LISTED ENTRIES.
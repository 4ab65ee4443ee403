// Message types exchanged between the app task and the UI task.

use std::path::PathBuf;

use chrono::{DateTime, Local};

use skidraft_core::views::{CaptainEntry, DraftSlot, IndividualRank, PlayerCard, TeamRank, View};

/// Top-level panels of the dashboard.
#[derive(Debug, Clone, Copy, PartialEq, Eq, Hash)]
pub enum TabId {
    Roster,
    Draft,
    Leaderboard,
}

/// Raw create/edit form contents as submitted by the UI.
#[derive(Debug, Clone, Default, PartialEq, Eq)]
pub struct FormInput {
    pub name: String,
    pub team: String,
    pub flag_id: Option<String>,
    pub ski: i32,
    pub drnk: i32,
    pub chaos: i32,
    pub coord: i32,
    /// Image file to embed. `None` keeps the current photo when editing.
    pub photo_path: Option<PathBuf>,
}

/// Commands sent from the UI to the app.
#[derive(Debug, Clone, PartialEq, Eq)]
pub enum UserCommand {
    SubmitForm(Box<FormInput>),
    StartEdit(String),
    CancelEdit,
    SetCaptain { id: String, desired: bool },
    /// Delete a player. The UI collects confirmation before sending this.
    DeletePlayer(String),
    Import(PathBuf),
    Export,
    SwitchTab(TabId),
    Quit,
}

/// Current values of a player, used to fill the form when editing starts.
#[derive(Debug, Clone, PartialEq, Eq)]
pub struct EditPrefill {
    pub id: String,
    pub name: String,
    pub team: String,
    pub flag_id: Option<String>,
    pub ski: i32,
    pub drnk: i32,
    pub chaos: i32,
    pub coord: i32,
}

#[derive(Debug, Clone, Copy, PartialEq, Eq)]
pub enum NoticeLevel {
    Info,
    Warning,
}

/// A one-line status message for the user.
#[derive(Debug, Clone, PartialEq, Eq)]
pub struct Notice {
    pub level: NoticeLevel,
    pub text: String,
    pub at: DateTime<Local>,
}

impl Notice {
    pub fn info(text: impl Into<String>) -> Self {
        Notice {
            level: NoticeLevel::Info,
            text: text.into(),
            at: Local::now(),
        }
    }

    pub fn warning(text: impl Into<String>) -> Self {
        Notice {
            level: NoticeLevel::Warning,
            text: text.into(),
            at: Local::now(),
        }
    }
}

/// Every derived view plus the form state, rebuilt after each change.
#[derive(Debug, Clone, PartialEq, Eq)]
pub struct AppSnapshot {
    pub cards: View<PlayerCard>,
    pub captains: View<CaptainEntry>,
    pub draft_order: View<DraftSlot>,
    pub individual_leaderboard: View<IndividualRank>,
    pub team_leaderboard: View<TeamRank>,
    pub player_count: usize,
    pub captain_count: usize,
    pub captain_limit: usize,
    /// Id of the player being edited, if the form is in edit mode.
    pub editing: Option<String>,
    pub photo_hint: String,
    pub active_tab: TabId,
}

/// Updates sent from the app to the UI.
#[derive(Debug, Clone, PartialEq, Eq)]
pub enum UiUpdate {
    StateSnapshot(Box<AppSnapshot>),
    EditStarted(Box<EditPrefill>),
    /// The submitted form was applied; the UI may clear it.
    FormAccepted,
    /// The submitted form was not applied; the hint explains why.
    FormRejected(String),
    /// A captain toggle was refused; the UI should revert its checkbox.
    CaptainRejected { id: String },
    Notice(Notice),
}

WHAT YOU ARE ASKED TO DO.
Lines holding the word "DateTime" should be copied from the entries above.

RESPONSE BOX.
use chrono::{DateTime, Local};
    pub at: DateTime<Local>,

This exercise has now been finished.